Delinquencies are on the rise and, though they remain at historically low levels, it’s important for collections teams to understand the factors driving this trend and implement systems to minimize and mitigate delinquent payments.
MeridianLink® recently hosted a panel discussion with experts from White Sands Federal Credit Union (WSFCU) and Franklin Mint Federal Credit Union (FMFCU) focused on rising delinquencies, their financial institutions’ responses to this phenomenon, and the technology that has aided their collections strategies. Below are the key takeaways.
Rising Delinquencies: What’s Fueling the Upward Trend?
The rise in delinquencies doesn’t have a single root cause, but stems from several concurrent issues such as inflation, increasing credit card debt, and certain COVID-era collections moratorium rollbacks, among other factors.
While these factors create challenges for all generations, younger generations (millennials and Gen Zers) are especially vulnerable.
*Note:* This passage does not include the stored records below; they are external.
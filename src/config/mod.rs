//! Configuration for loading a population and running a matching pass.

use serde::{Deserialize, Serialize};

/// Default batch size for CSV and Parquet readers
pub const DEFAULT_BATCH_SIZE: usize = 8192;

/// Pool size from which the distance scan is spread over the rayon pool
pub const DEFAULT_PARALLEL_THRESHOLD: usize = 1000;

/// Read the reader batch size override from the environment
#[must_use]
pub fn batch_size_from_env() -> Option<usize> {
    std::env::var("COHORT_MATCH_BATCH_SIZE")
        .ok()
        .and_then(|s| s.parse::<usize>().ok())
        .filter(|&n| n > 0)
}

/// Column names and status labels of the input table
#[derive(Debug, Clone, PartialEq, Eq, Serialize, Deserialize)]
pub struct DatasetSchema {
    /// Unique row identifier
    pub id_column: String,
    /// Categorical status label
    pub status_column: String,
    /// Ordered covariates used for the distance metric
    pub covariate_columns: Vec<String>,
    /// Status label of the treated cohort
    pub treated_label: String,
    /// Status label of the eligible control cohort
    pub control_label: String,
}

impl Default for DatasetSchema {
    fn default() -> Self {
        Self {
            id_column: "Patient_ID".to_string(),
            status_column: "Treatment_Status".to_string(),
            covariate_columns: vec![
                "Pain_Baseline".to_string(),
                "Urgency_Baseline".to_string(),
                "Frequency_Baseline".to_string(),
            ],
            treated_label: "Treated".to_string(),
            control_label: "Not Yet Treated".to_string(),
        }
    }
}

impl DatasetSchema {
    /// Every column the input table must contain
    #[must_use]
    pub fn required_columns(&self) -> Vec<&str> {
        let mut columns = vec![self.id_column.as_str(), self.status_column.as_str()];
        columns.extend(self.covariate_columns.iter().map(String::as_str));
        columns
    }

    /// Number of covariates
    #[must_use]
    pub fn dimension(&self) -> usize {
        self.covariate_columns.len()
    }
}

/// Configuration for the matching process
#[derive(Debug, Clone, Serialize, Deserialize)]
pub struct MatchingConfig {
    /// Layout of the input table
    pub schema: DatasetSchema,

    /// Whether to evaluate distances in parallel for large control pools
    pub use_parallel: bool,

    /// Minimum pool size for the parallel scan
    pub parallel_threshold: usize,

    /// Whether to draw a progress bar over the treated cohort
    pub show_progress: bool,

    /// Rows per batch when reading input files
    pub batch_size: usize,
}

impl Default for MatchingConfig {
    fn default() -> Self {
        Self {
            schema: DatasetSchema::default(),
            use_parallel: true,
            parallel_threshold: DEFAULT_PARALLEL_THRESHOLD,
            show_progress: false,
            batch_size: batch_size_from_env().unwrap_or(DEFAULT_BATCH_SIZE),
        }
    }
}

impl MatchingConfig {
    /// Create a new configuration with default values
    #[must_use]
    pub fn new() -> Self {
        Self::default()
    }

    /// Create a new builder for constructing matching configuration
    #[must_use]
    pub fn builder() -> MatchingConfigBuilder {
        MatchingConfigBuilder::new()
    }

    /// Convert to a human-readable string representation
    #[must_use]
    pub fn to_string_representation(&self) -> String {
        format!(
            "Matching Configuration:\n\
             - Id column: {}\n\
             - Status column: {}\n\
             - Covariates: {}\n\
             - Treated label: {}\n\
             - Control label: {}\n\
             - Parallel scan: {} (threshold {})",
            self.schema.id_column,
            self.schema.status_column,
            self.schema.covariate_columns.join(", "),
            self.schema.treated_label,
            self.schema.control_label,
            self.use_parallel,
            self.parallel_threshold
        )
    }
}

/// Builder for constructing matching configuration
#[derive(Debug, Clone)]
pub struct MatchingConfigBuilder {
    config: MatchingConfig,
}

impl Default for MatchingConfigBuilder {
    fn default() -> Self {
        Self::new()
    }
}

impl MatchingConfigBuilder {
    /// Create a new builder with default configuration
    #[must_use]
    pub fn new() -> Self {
        Self {
            config: MatchingConfig::default(),
        }
    }

    /// Set the full dataset schema
    #[must_use]
    pub fn schema(mut self, schema: DatasetSchema) -> Self {
        self.config.schema = schema;
        self
    }

    /// Set the id column
    #[must_use]
    pub fn id_column(mut self, column: impl Into<String>) -> Self {
        self.config.schema.id_column = column.into();
        self
    }

    /// Set the status column
    #[must_use]
    pub fn status_column(mut self, column: impl Into<String>) -> Self {
        self.config.schema.status_column = column.into();
        self
    }

    /// Set the ordered covariate columns
    #[must_use]
    pub fn covariate_columns<I, S>(mut self, columns: I) -> Self
    where
        I: IntoIterator<Item = S>,
        S: Into<String>,
    {
        self.config.schema.covariate_columns = columns.into_iter().map(Into::into).collect();
        self
    }

    /// Set the treated and control status labels
    #[must_use]
    pub fn labels(mut self, treated: impl Into<String>, control: impl Into<String>) -> Self {
        self.config.schema.treated_label = treated.into();
        self.config.schema.control_label = control.into();
        self
    }

    /// Set whether to use parallel processing
    #[must_use]
    pub const fn use_parallel(mut self, parallel: bool) -> Self {
        self.config.use_parallel = parallel;
        self
    }

    /// Set the pool size from which the scan runs in parallel
    #[must_use]
    pub const fn parallel_threshold(mut self, threshold: usize) -> Self {
        self.config.parallel_threshold = threshold;
        self
    }

    /// Set whether to show a progress bar
    #[must_use]
    pub const fn show_progress(mut self, show: bool) -> Self {
        self.config.show_progress = show;
        self
    }

    /// Set the reader batch size
    #[must_use]
    pub const fn batch_size(mut self, batch_size: usize) -> Self {
        self.config.batch_size = batch_size;
        self
    }

    /// Build the matching configuration
    #[must_use]
    pub fn build(self) -> MatchingConfig {
        self.config
    }
}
The numbers tell the story:
- 72% of millennials have non-mortgage debt, most commonly in the form of credit card debt.
- Both Gen Zers and millennials don’t often have significant cash reserves to cover emergency expenses.
- Add the rising gig economy and its potential to foster income-related hardships—along with high interest rates and soaring inflation on everyday necessities—and it’s no surprise these generations are slipping into delinquency at significant rates.
How Are Financial Institutions Responding?
In the webinar panel, both credit unions say they’ve been expecting the current rise in delinquencies and predict this trend will continue in 2023, especially as end-of-year holiday spending picks up alongside inflation and the other factors listed above. They’ve even noticed an uptick in members asking about payment assistance and how staff can help them navigate delinquency.
In response to these issues, WSFCU and FMFCU have developed creative solutions that benefit consumers while maintaining rapidly shifting compliance guidelines. For example, both institutions have been reaching out to accounts in early-stage delinquency (accounts that are no more than one month overdue) to slow overall delinquency rates.
Additionally, FMFCU is holding members responsible for only the unpaid principal balance on charged-off accounts, forgiving any accrued interest, fees, and charges, and now considers third-party debt collector charges as operating expenses. WSFCU is handling the constant regulation changes by keeping in frequent communication with its lawyers and attending professional development events geared toward current compliance standards.
That’s not to say WSFCU and FMFCU haven’t faced challenges along the way. Like many financial institutions, they deal with everything from the typical skip-tracing headaches on contact attempts to siloed data on unresponsive accounts. These issues are made more difficult by staffing shortages, which strain employee resources and detract from efforts to mitigate early-stage delinquencies as short-staffed collections teams are stuck handling skip tracing and other daily tasks.
The good news? Technology solutions can help collections run more smoothly.
Helpful Tech & MeridianLink® Collect
Adopting omnichannel communication methods has been crucial to helping each credit union maintain compliant contact with delinquent accounts. As regulations expand to include additional contact methods, such as SMS texts and private social media forums, collections departments like those at WSFCU and FMFCU are taking advantage of these new avenues to reach younger, digital-native generations in the spaces where they’re most likely to respond. In fact, several integrations—like Solutions by Text™—are now available within collections software to streamline these communication efforts and ensure compliance.
These integrations are just one of several reasons why the collections teams at WSFCU and FMFCU chose MeridianLink Collect to help staff manage accounts. Implementation was relatively simple since the software integrated with their core systems and offered additional integrations with many of the credit unions’ existing programs.
Other efficiencies include workflow automations to reduce manual tasks, as well as customizable queues in which staff can segment cases to identify compliance risks or target those in early-stage delinquency. Plus, MeridianLink Collect helps staff easily manage shifting regulations with built-in practices that comply with guidelines such as those outlined by the FDCPA and SCRA. (Read more about compliance practices here.)
Beyond the quantifiable benefits of MeridianLink Collect is the continuous support that WSFCU, FMFCU, and many other customers have enjoyed since making the switch. As FMFCU’s David Park said, “MeridianLink treats their clients as [collaborative partners], and they’re prepared to engage and listen.” This collaborative spirit enables MeridianLink to forge unique, supportive partnerships with our users to help them get the most out of their experience and ensure that they receive quality products and services that meet their individual needs.